NIMH project "A systematic test of the relation of ASD heterogeneity to synaptic function"

This project represents a broad systematic attempt to address a major challenge and opportunity arising from recent studies on the human genetics of autism spectrum disorders (ASDs). Although ASDs are highly heritable, ASDs are heterogeneous, and no single genetic cause contributes to ASDs in a large proportion of patients. Instead, heterogeneous genetic changes, including many single gene mutations and copy-number variations (CNVs) are found in ASDs. Thus, a key question is whether different genetic changes contribute to ASDs via multiple, independent, pathogenic pathways, or whether the various genetic changes in ASDs converge onto a single pathogenic pathway.

Several independent mutations in genes encoding synaptic proteins, such as neurexin-1, neuroligins, and SHANK3, suggested that ASDs may generally involve an impairment of synaptic communication between neurons. However, most of the other genetic changes observed in ASDs have no known effect on synapses in fact, have no known effect on any brain function.

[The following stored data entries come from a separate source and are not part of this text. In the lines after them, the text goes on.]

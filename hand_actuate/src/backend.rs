//! Backend selection from configuration strings.

use std::fmt;
use std::str::FromStr;

use hand_signal::driver::VolumeActuator;
use thiserror::Error;
use tracing::{info, warn};

use crate::echo::EchoVolume;
use crate::midi::{open_midi_output, MidiVolume};
use crate::osascript::OsascriptVolume;

#[derive(Debug, Error, PartialEq, Eq)]
#[error("unknown {kind} backend '{value}' (expected one of: {expected})")]
pub struct UnknownBackend {
    pub kind:     &'static str,
    pub value:    String,
    pub expected: &'static str,
}

// ════════════════════════════════════════════════════════════════════════════
// Volume
// ════════════════════════════════════════════════════════════════════════════

#[derive(Clone, Copy, Debug, PartialEq, Eq)]
pub enum VolumeBackend {
    /// CC 7 on the given MIDI channel.
    Midi { channel: u8 },
    Osascript,
    Log,
}

impl FromStr for VolumeBackend {
    type Err = UnknownBackend;

    fn from_str(s: &str) -> Result<Self, Self::Err> {
        match s.trim().to_ascii_lowercase().as_str() {
            "midi"      => Ok(VolumeBackend::Midi { channel: 0 }),
            "osascript" => Ok(VolumeBackend::Osascript),
            "log"       => Ok(VolumeBackend::Log),
            _ => Err(UnknownBackend {
                kind:     "volume",
                value:    s.to_string(),
                expected: "midi, osascript, log",
            }),
        }
    }
}

impl fmt::Display for VolumeBackend {
    fn fmt(&self, f: &mut fmt::Formatter<'_>) -> fmt::Result {
        match self {
            VolumeBackend::Midi { channel } => write!(f, "midi (channel {})", u16::from(*channel) + 1),
            VolumeBackend::Osascript        => write!(f, "osascript"),
            VolumeBackend::Log              => write!(f, "log"),
        }
    }
}

/// Open the requested volume actuator, or the logging one if the device
/// cannot be opened.
pub fn open_volume(backend: VolumeBackend) -> Box<dyn VolumeActuator> {
    match backend {
        VolumeBackend::Midi { channel } => match open_midi_output("hand_pointer_volume") {
            Ok(sink) => Box::new(MidiVolume::new(sink, channel)),
            Err(e) => {
                warn!(error = %e, "MIDI volume unavailable, logging volume changes instead");
                Box::new(EchoVolume::default())
            }
        },
        VolumeBackend::Osascript => {
            if !cfg!(target_os = "macos") {
                warn!("osascript volume requested on a non-macOS system; calls will likely fail");
            }
            Box::new(OsascriptVolume::default())
        }
        VolumeBackend::Log => {
            info!("volume changes are logged only");
            Box::new(EchoVolume::default())
        }
    }
}

// ════════════════════════════════════════════════════════════════════════════
// Pointer
// ════════════════════════════════════════════════════════════════════════════

#[derive(Clone, Copy, Debug, PartialEq, Eq)]
pub enum PointerBackend {
    /// Cursor drawn in the application window only.
    Sim,
    /// The system pointer (requires the `desktop` feature).
    Desktop,
}

impl FromStr for PointerBackend {
    type Err = UnknownBackend;

    fn from_str(s: &str) -> Result<Self, Self::Err> {
        match s.trim().to_ascii_lowercase().as_str() {
            "sim"     => Ok(PointerBackend::Sim),
            "desktop" => Ok(PointerBackend::Desktop),
            _ => Err(UnknownBackend {
                kind:     "pointer",
                value:    s.to_string(),
                expected: "sim, desktop",
            }),
        }
    }
}

impl fmt::Display for PointerBackend {
    fn fmt(&self, f: &mut fmt::Formatter<'_>) -> fmt::Result {
        f.write_str(match self {
            PointerBackend::Sim     => "sim",
            PointerBackend::Desktop => "desktop",
        })
    }
}

#[cfg(test)]
mod tests {
    use super::*;

    #[test]
    fn parses_volume_backends() {
        assert_eq!("midi".parse::<VolumeBackend>(), Ok(VolumeBackend::Midi { channel: 0 }));
        assert_eq!(" OsaScript ".parse::<VolumeBackend>(), Ok(VolumeBackend::Osascript));
        assert_eq!("log".parse::<VolumeBackend>(), Ok(VolumeBackend::Log));
        let err = "alsa".parse::<VolumeBackend>().unwrap_err();
        assert_eq!(err.value, "alsa");
        assert!(err.to_string().contains("midi, osascript, log"));
    }

    #[test]
    fn parses_pointer_backends() {
        assert_eq!("desktop".parse::<PointerBackend>(), Ok(PointerBackend::Desktop));
        assert_eq!("SIM".parse::<PointerBackend>(), Ok(PointerBackend::Sim));
        assert!("wayland".parse::<PointerBackend>().is_err());
    }

    #[test]
    fn display_is_human_readable() {
        assert_eq!(VolumeBackend::Midi { channel: 0 }.to_string(), "midi (channel 1)");
        assert_eq!(PointerBackend::Desktop.to_string(), "desktop");
    }

    #[test]
    fn log_backend_always_opens() {
        let mut v = open_volume(VolumeBackend::Log);
        assert!(v.set_volume_percent(55).is_ok());
    }
}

Thus, the major goal of the present proposal is to conduct a large scale, systematic analysis of the synaptic effects of genetic changes in ASDs. The approach will be to overexpress (to mimic gene duplications) or knock down (to mimic gene inactivations) mRNAs corresponding to nearly 100 ASD candidate genes, and to test the effect of these manipulations on synapses using standardized assays. Cell viability, neuronal development, synapse density and synapse function will be assessed in cultured mouse neurons using optical and electrophysiological assays that are well established in the PI's laboratories. Genes that were found to affect neuronal development, synapse formation, or synapse function in cultured neurons will be studied by the same manipulations in vivo after stereotaxic injection of lentiviruses into the mouse hippocampus. Changes in synapse function and plasticity will then be examined in acute slices from these mice using standard electrophysiological techniques well established in the PI's laboratories. The results of this project will provide a standardized reference point for the function of ASD candidate genes, and provide an initial test of the hypothesis that despite their clinical and genetic heterogenity, ASDs involve a common, if diverse, pathway acting on synaptic communication in the brain.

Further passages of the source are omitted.